Activity: In the entries that follow, find every line containing "ends" and copy it.

Records:
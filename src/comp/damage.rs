//! Damage accumulation
//!
//! The pending repaint region for the next frame. Damage reported while
//! compositing is bypassed is noted but its region dropped; stale partial
//! damage would be meaningless after re-redirection, so that instead
//! forces one full-screen repaint.

use tracing::trace;

use crate::geometry::{Rect, Region};

#[derive(Debug)]
pub struct DamageTracker {
    pending: Region,
    redirected: bool,
    damaged_while_unredirected: bool,
}

impl Default for DamageTracker {
    fn default() -> Self {
        Self {
            pending: Region::new(),
            redirected: true,
            damaged_while_unredirected: false,
        }
    }
}

impl DamageTracker {
    pub fn new() -> Self {
        Self::default()
    }

    /// Unions a region into the pending frame. Empty input is a no-op and
    /// re-adding an already pending area changes nothing.
    pub fn add(&mut self, region: &Region) {
        if region.is_empty() {
            return;
        }
        if !self.redirected {
            self.damaged_while_unredirected = true;
            return;
        }
        self.pending.union_with(region);
    }

    pub fn add_rect(&mut self, rect: Rect) {
        if rect.is_empty() {
            return;
        }
        if !self.redirected {
            self.damaged_while_unredirected = true;
            return;
        }
        self.pending.add_rect(rect);
    }

    pub fn is_empty(&self) -> bool {
        self.pending.is_empty()
    }

    pub fn pending(&self) -> &Region {
        &self.pending
    }

    /// Hands the accumulated region to the painter and starts the next
    /// frame empty.
    pub fn take(&mut self) -> Region {
        std::mem::take(&mut self.pending)
    }

    pub fn force_full(&mut self, width: u32, height: u32) {
        self.pending = Region::from_rect(Rect::from_xywh(0, 0, width, height));
    }

    /// Compositing was bypassed; pending damage is useless now.
    pub fn unredirect(&mut self) {
        self.redirected = false;
        self.pending.clear();
        trace!("damage tracking suspended while unredirected");
    }

    /// Compositing resumed; repaint everything once instead of replaying
    /// stale partial damage.
    pub fn redirect(&mut self, width: u32, height: u32) {
        self.redirected = true;
        self.damaged_while_unredirected = false;
        self.force_full(width, height);
    }

    /// Whether any damage arrived since compositing was bypassed.
    pub fn damaged_while_unredirected(&self) -> bool {
        self.damaged_while_unredirected
    }
}

#[cfg(test)]
mod tests {
    use super::*;

    #[test]
    fn test_add_is_idempotent() {
        let mut tracker = DamageTracker::new();
        let region = Region::from_rect(Rect::new(0, 0, 100, 100));
        tracker.add(&region);
        let once = tracker.pending().area();
        tracker.add(&region);
        assert_eq!(tracker.pending().area(), once);
    }

    #[test]
    fn test_add_empty_is_noop() {
        let mut tracker = DamageTracker::new();
        tracker.add(&Region::new());
        tracker.add_rect(Rect::new(5, 5, 5, 50));
        assert!(tracker.is_empty());
    }

    #[test]
    fn test_take_drains_pending() {
        let mut tracker = DamageTracker::new();
        tracker.add_rect(Rect::new(0, 0, 10, 10));
        let taken = tracker.take();
        assert_eq!(taken.area(), 100);
        assert!(tracker.is_empty());
    }

    #[test]
    fn test_unredirected_damage_is_noted_not_kept() {
        let mut tracker = DamageTracker::new();
        tracker.unredirect();
        assert!(!tracker.damaged_while_unredirected());
        tracker.add_rect(Rect::new(0, 0, 10, 10));
        assert!(tracker.is_empty());
        assert!(tracker.damaged_while_unredirected());
    }

    #[test]
    fn test_redirect_forces_full_screen() {
        let mut tracker = DamageTracker::new();
        tracker.add_rect(Rect::new(0, 0, 10, 10));
        tracker.unredirect();
        tracker.add_rect(Rect::new(20, 20, 30, 30));
        tracker.redirect(1920, 1080);
        assert!(!tracker.damaged_while_unredirected());
        assert_eq!(tracker.pending().area(), 1920 * 1080);
    }
}
//! Animatable values
//!
//! A scalar that moves from a start to a target value over a fixed number
//! of discrete ticks. Opacity fades and move animations are both driven by
//! this type. A transition may carry one pending action of the caller's
//! choosing; whichever operation ends the transition hands that action
//! back exactly once, tagged with the reason it ended.

/// Why a transition ended.
#[derive(Debug, Clone, Copy, PartialEq, Eq)]
pub enum TransitionEvent {
    /// Ran to the end; the value sits at the target.
    Completed,
    /// Interrupted; the value froze wherever it was.
    Canceled,
    /// Skipped ahead; the value jumped to the target.
    StoppedEarly,
}

/// A pending action handed back when its transition ends.
#[derive(Debug, Clone, Copy, PartialEq, Eq)]
#[must_use = "a finished transition carries an action that must be resolved"]
pub struct Finished<A> {
    pub action: A,
    pub event: TransitionEvent,
}

/// Outcome of retargeting: the interrupted old transition (if one was
/// running) and, for a zero-duration retarget, the synchronously completed
/// new one.
#[derive(Debug)]
#[must_use = "retargeting may finish transitions whose actions must be resolved"]
pub struct Retargeted<A> {
    pub canceled: Option<Finished<A>>,
    pub completed: Option<Finished<A>>,
}

/// Interpolation curve. Fades are linear; move animations use an easing.
#[derive(Debug, Clone, Copy, PartialEq, Eq, Default, serde::Serialize, serde::Deserialize)]
#[serde(rename_all = "kebab-case")]
pub enum Curve {
    #[default]
    Linear,
    EaseOutCubic,
    EaseInOutQuad,
}

impl Curve {
    fn apply(self, t: f64) -> f64 {
        match self {
            Curve::Linear => t,
            Curve::EaseOutCubic => {
                let u = 1.0 - t;
                1.0 - u * u * u
            }
            Curve::EaseInOutQuad => {
                if t < 0.5 {
                    2.0 * t * t
                } else {
                    1.0 - (-2.0 * t + 2.0).powi(2) / 2.0
                }
            }
        }
    }
}

/// A value in transition. Idle whenever `duration == 0`; while animating,
/// `progress < duration` holds and reaching the end atomically collapses
/// the value back to idle at the target.
#[derive(Debug, Clone)]
pub struct Animatable<A> {
    start: f64,
    target: f64,
    duration: u32,
    progress: u32,
    curve: Curve,
    action: Option<A>,
}

impl<A> Animatable<A> {
    /// An idle value.
    pub fn new(value: f64) -> Self {
        Self {
            start: value,
            target: value,
            duration: 0,
            progress: 0,
            curve: Curve::Linear,
            action: None,
        }
    }

    pub fn animating(&self) -> bool {
        self.duration != 0
    }

    /// Interpolated current value; the target once idle.
    pub fn get(&self) -> f64 {
        if self.duration == 0 {
            return self.target;
        }
        let t = self.curve.apply(self.progress as f64 / self.duration as f64);
        (1.0 - t) * self.start + t * self.target
    }

    /// Fraction complete in [0, 1]; 1 once idle.
    pub fn get_progress(&self) -> f64 {
        if self.duration == 0 {
            return 1.0;
        }
        self.progress as f64 / self.duration as f64
    }

    pub fn target(&self) -> f64 {
        self.target
    }

    /// Advances by up to `steps` ticks. Reaching the end collapses to idle
    /// and hands back the pending action with `Completed`.
    pub fn step(&mut self, steps: u32) -> Option<Finished<A>> {
        if self.duration == 0 || steps == 0 {
            return None;
        }
        if steps >= self.duration - self.progress {
            return self.finish(TransitionEvent::Completed);
        }
        self.progress += steps;
        None
    }

    /// Freezes at the current value. The pending action comes back with
    /// `Canceled`; callers must not run it.
    pub fn cancel(&mut self) -> Option<Finished<A>> {
        if self.duration == 0 {
            return None;
        }
        self.target = self.get();
        self.finish(TransitionEvent::Canceled)
    }

    /// Jumps straight to the target, handing back the pending action with
    /// `StoppedEarly`.
    pub fn early_stop(&mut self) -> Option<Finished<A>> {
        if self.duration == 0 {
            return None;
        }
        self.finish(TransitionEvent::StoppedEarly)
    }

    /// Begins a new transition from the current value. Any in-flight
    /// transition is canceled first. A zero duration applies the target
    /// immediately and completes the new action synchronously.
    pub fn set_target(
        &mut self,
        target: f64,
        duration: u32,
        curve: Curve,
        action: Option<A>,
    ) -> Retargeted<A> {
        let canceled = self.cancel();
        self.target = target;
        self.curve = curve;
        if duration == 0 {
            self.start = target;
            let completed = action.map(|action| Finished {
                action,
                event: TransitionEvent::Completed,
            });
            return Retargeted { canceled, completed };
        }
        self.duration = duration;
        self.progress = 0;
        self.action = action;
        Retargeted {
            canceled,
            completed: None,
        }
    }

    /// Swaps the pending action without touching the transition itself,
    /// returning the action it displaced. No-op on an idle value.
    pub fn replace_action(&mut self, action: A) -> Option<A> {
        if self.duration == 0 {
            return None;
        }
        self.action.replace(action)
    }

    fn finish(&mut self, event: TransitionEvent) -> Option<Finished<A>> {
        self.start = self.target;
        self.duration = 0;
        self.progress = 0;
        self.action.take().map(|action| Finished { action, event })
    }
}

#[cfg(test)]
mod tests {
    use super::*;

    #[derive(Debug, Clone, Copy, PartialEq, Eq)]
    enum Tag {
        MapDone,
        UnmapDone,
        DestroyDone,
    }

    #[test]
    fn test_linear_fade_midpoint_and_completion() {
        let mut a: Animatable<Tag> = Animatable::new(0.0);
        let begun = a.set_target(255.0, 10, Curve::Linear, Some(Tag::MapDone));
        assert!(begun.canceled.is_none());
        assert!(begun.completed.is_none());

        for _ in 0..5 {
            assert!(a.step(1).is_none());
        }
        assert_eq!(a.get_progress(), 0.5);
        assert!((a.get() - 127.5).abs() < 1.0);

        let mut fired = 0;
        for _ in 0..5 {
            if let Some(fin) = a.step(1) {
                assert_eq!(fin.action, Tag::MapDone);
                assert_eq!(fin.event, TransitionEvent::Completed);
                fired += 1;
            }
        }
        assert_eq!(fired, 1);
        assert!(!a.animating());
        assert_eq!(a.get(), 255.0);
        assert_eq!(a.get_progress(), 1.0);
        // Idle values no longer step.
        assert!(a.step(1).is_none());
    }

    #[test]
    fn test_progress_is_monotonic() {
        let mut a: Animatable<Tag> = Animatable::new(0.0);
        let _ = a.set_target(1.0, 7, Curve::Linear, None);
        let mut last = 0.0;
        for _ in 0..10 {
            let _ = a.step(1);
            let p = a.get_progress();
            assert!(p >= last);
            last = p;
        }
        assert_eq!(last, 1.0);
    }

    #[test]
    fn test_overshoot_clamps_to_target() {
        let mut a: Animatable<Tag> = Animatable::new(10.0);
        let _ = a.set_target(20.0, 4, Curve::Linear, Some(Tag::MapDone));
        let fin = a.step(100).unwrap();
        assert_eq!(fin.event, TransitionEvent::Completed);
        assert_eq!(a.get(), 20.0);
    }

    #[test]
    fn test_cancel_freezes_current_value() {
        let mut a: Animatable<Tag> = Animatable::new(0.0);
        let _ = a.set_target(100.0, 10, Curve::Linear, Some(Tag::MapDone));
        for _ in 0..4 {
            let _ = a.step(1);
        }
        let fin = a.cancel().unwrap();
        assert_eq!(fin.event, TransitionEvent::Canceled);
        assert_eq!(fin.action, Tag::MapDone);
        assert_eq!(a.get(), 40.0);
        assert_eq!(a.target(), 40.0);
        assert!(a.cancel().is_none());
    }

    #[test]
    fn test_early_stop_jumps_to_target() {
        let mut a: Animatable<Tag> = Animatable::new(0.0);
        let _ = a.set_target(100.0, 10, Curve::Linear, Some(Tag::UnmapDone));
        let _ = a.step(3);
        let fin = a.early_stop().unwrap();
        assert_eq!(fin.event, TransitionEvent::StoppedEarly);
        assert_eq!(fin.action, Tag::UnmapDone);
        assert_eq!(a.get(), 100.0);
    }

    #[test]
    fn test_retarget_cancels_old_episode() {
        let mut a: Animatable<Tag> = Animatable::new(0.0);
        let _ = a.set_target(100.0, 10, Curve::Linear, Some(Tag::MapDone));
        let _ = a.step(5);
        let re = a.set_target(0.0, 10, Curve::Linear, Some(Tag::UnmapDone));
        let canceled = re.canceled.unwrap();
        assert_eq!(canceled.action, Tag::MapDone);
        assert_eq!(canceled.event, TransitionEvent::Canceled);
        // New episode starts from the frozen value.
        assert_eq!(a.get(), 50.0);
        let fin = a.step(10).unwrap();
        assert_eq!(fin.action, Tag::UnmapDone);
        assert_eq!(a.get(), 0.0);
    }

    #[test]
    fn test_zero_duration_completes_synchronously() {
        let mut a: Animatable<Tag> = Animatable::new(3.0);
        let re = a.set_target(9.0, 0, Curve::Linear, Some(Tag::MapDone));
        let fin = re.completed.unwrap();
        assert_eq!(fin.event, TransitionEvent::Completed);
        assert_eq!(fin.action, Tag::MapDone);
        assert!(!a.animating());
        assert_eq!(a.get(), 9.0);
    }

    #[test]
    fn test_replace_action_displaces_pending() {
        let mut a: Animatable<Tag> = Animatable::new(1.0);
        let _ = a.set_target(0.0, 10, Curve::Linear, Some(Tag::UnmapDone));
        assert_eq!(a.replace_action(Tag::DestroyDone), Some(Tag::UnmapDone));
        let fin = a.step(10).unwrap();
        assert_eq!(fin.action, Tag::DestroyDone);
        // Idle values have no action slot to replace.
        assert_eq!(a.replace_action(Tag::MapDone), None);
    }

    #[test]
    fn test_easing_curves_hit_endpoints() {
        for curve in [Curve::Linear, Curve::EaseOutCubic, Curve::EaseInOutQuad] {
            let mut a: Animatable<Tag> = Animatable::new(0.0);
            let _ = a.set_target(50.0, 8, curve, None);
            assert_eq!(a.get(), 0.0);
            let _ = a.step(8);
            assert_eq!(a.get(), 50.0);
        }
    }
}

Task response:
//! choosing; whichever operation ends the transition hands that action
/// A pending action handed back when its transition ends.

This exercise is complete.